Y una vez desbordada la presa, el río no cesa en su corriente. En 1934, tras varios escarceos con distintos editores, Miller publica al fin su primera novela, Trópico de Cáncer, un canto a la solemnidad del ser humano, un aullido de sentimiento arrebatado, apocalíptico y deliberadamente iconoclasta. A él le siguen La Primavera Negra (1936) y Trópico de Capricornio, quizás su mejor libro, que plantea la infancia y la adolescencia como la escuela posterior y esencial del escritor.
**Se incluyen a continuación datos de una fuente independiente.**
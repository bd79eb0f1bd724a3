//! # Text form
//!
//! Input is `integer ('/' integer)?` with `integer` being `'-'? digit+`. Output is always the
//! canonical form: sign on the numerator only, no denominator for integers and `0` for zero.
use std::fmt;
use std::str::FromStr;

use itertools::Itertools;
use log::debug;
use num::{BigInt, One};

use crate::data::number_types::integer::is_integer_literal;
use crate::data::number_types::rational::RationalBig;
use crate::error::{ParseErrorKind, RationalError};

impl FromStr for RationalBig {
    type Err = RationalError;

    /// Parse without reducing; `"2/4"` is stored as `2/4`.
    fn from_str(text: &str) -> Result<Self, Self::Err> {
        let (numerator, denominator) = match text.split('/').collect_vec().as_slice() {
            [numerator] => (parse_integer(numerator)?, BigInt::one()),
            [numerator, denominator] => (parse_integer(numerator)?, parse_integer(denominator)?),
            _ => {
                debug!("Rejected rational literal {:?}: more than one '/'", text);
                return Err(RationalError::parse(text, ParseErrorKind::TooManySlashes));
            }
        };

        Self::new(numerator, denominator)
    }
}

fn parse_integer(segment: &str) -> Result<BigInt, RationalError> {
    let kind = if segment.is_empty() {
        ParseErrorKind::EmptySegment
    } else if !is_integer_literal(segment) {
        ParseErrorKind::InvalidDigit
    } else {
        return segment
            .parse()
            .map_err(|_| RationalError::parse(segment, ParseErrorKind::InvalidDigit));
    };

    debug!("Rejected integer segment {:?}: {}", segment, kind);
    Err(RationalError::parse(segment, kind))
}

impl fmt::Display for RationalBig {
    fn fmt(&self, f: &mut fmt::Formatter<'_>) -> fmt::Result {
        let canonical = self.canonicalize();
        if canonical.denominator.is_one() {
            // Includes zero, which is canonically `0/1`
            write!(f, "{}", canonical.numerator)
        } else {
            write!(f, "{}/{}", canonical.numerator, canonical.denominator)
        }
    }
}
//! # Number types
//!
//! The integer primitive is `num::BigInt`; this module only adds what the rational type needs on
//! top of it.
pub mod integer;
pub mod rational;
Reconocido y admirado por los intelectuales de su tiempo (Anaïs Nin, Durrell, Cendrars), a Miller le quedaba ya sólo una prueba: vencer la resistencia de la censura y la crítica. Sus obras fueron tachadas inicialmente de obscenas, pornográficas incluso, en una interpretación apresurada y superficial de su contenido, lo que le granjeó no pocas dificultades para su edición. El tema de mis libros – dijo – no es el sexo, sino la liberación del ser humano. Liberación que si bien en él pasa necesariamente por el sexo (como en D.H. Lawrence) ahonda en raíces más profundas (no en vano Miller había estudiado a Niezsche, Spengler, Freud y Unamuno, por citar algún ejemplo).
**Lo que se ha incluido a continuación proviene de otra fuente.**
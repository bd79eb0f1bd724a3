//! # Rationals
//!
//! Exact rational arithmetic over arbitrary precision integers.
//!
//! Values are kept in the representation they were created with; reduction to lowest terms
//! happens only when a canonical view is needed: comparison, equality, hashing and formatting.
pub use crate::data::number_types::rational::{CanonicalCache, ClosedRationalRange, Rational, RationalBig};
pub use crate::error::{ParseErrorKind, RationalError};

pub mod data;
pub mod error;
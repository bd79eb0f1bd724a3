//! # Rational numbers
//!
//! Primary way to do exact computation.
pub use big::Big as RationalBig;
pub use canonical::CanonicalCache;
pub use range::ClosedRationalRange;

mod big;
mod canonical;
mod macros;
mod parse;
mod range;

/// Raw access to a fraction as it is stored.
///
/// The stored pair need not be in lowest terms, and the denominator may be negative.
pub trait Rational {
    type Numerator;
    type Denominator;

    fn numerator(&self) -> &Self::Numerator;
    fn denominator(&self) -> &Self::Denominator;
}
//! # Data structures
pub mod number_types;
//! # Errors
use thiserror::Error;

#[derive(Error, Debug, Clone, PartialEq, Eq)]
pub enum RationalError {
    // Zero denominator at construction, or a divisor with a zero numerator
    #[error("Division by zero")]
    DivisionByZero,

    #[error("Cannot parse rational from {segment:?}: {kind}")]
    Parse {
        /// The offending part of the input.
        segment: String,
        kind: ParseErrorKind,
    },
}

#[derive(Error, Debug, Clone, Copy, PartialEq, Eq)]
pub enum ParseErrorKind {
    #[error("more than one '/'")]
    TooManySlashes,

    #[error("empty numerator or denominator")]
    EmptySegment,

    #[error("expected an optional '-' followed by decimal digits")]
    InvalidDigit,
}

impl RationalError {
    pub(crate) fn parse(segment: &str, kind: ParseErrorKind) -> Self {
        Self::Parse {
            segment: segment.to_owned(),
            kind,
        }
    }
}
Hubo que esperar por tanto a la liberación de las costumbres que se impuso tras la II Guerra para que Miller pudiera publicar su obra en Norteamérica. Momento a partir del cual se cierra su ciclo de ordalías y comienza otro de reconocimiento y reflexión que se prolonga hasta sus casi noventa años.
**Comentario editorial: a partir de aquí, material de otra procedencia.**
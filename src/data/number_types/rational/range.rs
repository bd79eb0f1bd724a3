//! # Closed ranges
use std::ops::RangeInclusive;

use crate::data::number_types::rational::RationalBig;

/// Inclusive interval `[start, end]`.
///
/// Nothing is checked at construction: a range with `start > end` can be created, it is empty.
#[derive(Clone, Debug, Eq, PartialEq, Hash)]
pub struct ClosedRationalRange {
    start: RationalBig,
    end: RationalBig,
}

impl ClosedRationalRange {
    pub fn new(start: RationalBig, end: RationalBig) -> Self {
        Self { start, end }
    }

    pub fn start(&self) -> &RationalBig {
        &self.start
    }

    pub fn end(&self) -> &RationalBig {
        &self.end
    }

    pub fn contains(&self, value: &RationalBig) -> bool {
        &self.start <= value && value <= &self.end
    }

    pub fn is_empty(&self) -> bool {
        self.start > self.end
    }
}

impl From<RangeInclusive<RationalBig>> for ClosedRationalRange {
    fn from(range: RangeInclusive<RationalBig>) -> Self {
        let (start, end) = range.into_inner();
        Self::new(start, end)
    }
}

impl RationalBig {
    /// The range from this value up to and including `end`.
    pub fn to_range(&self, end: &Self) -> ClosedRationalRange {
        ClosedRationalRange::new(self.clone(), end.clone())
    }
}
Aunque lo mejor de Miller, al margen de su azarosa biografía, es su estilo arrebatado y delirante, un estilo que caracterizó todos sus libros, además de los citados: El coloso de Marusi, una canción al sol de Grecia, Max y los fagocitos blancos, Big Sur, Un domingo después de la guerra, etc. Ese grito libertario y sincero, embriagador, que parece surgir de las más profundas grietas del ser humano y que, pese a esporádicas notas de angustia y desesperación, irradia una fuerza y un optimismo como pocos autores han logrado plasmar en la literatura.
Porque como el propio Miller afirmó: Dios se encuentra en todo hombre. Y partiendo de semejante premisa, todos los milagros son posibles.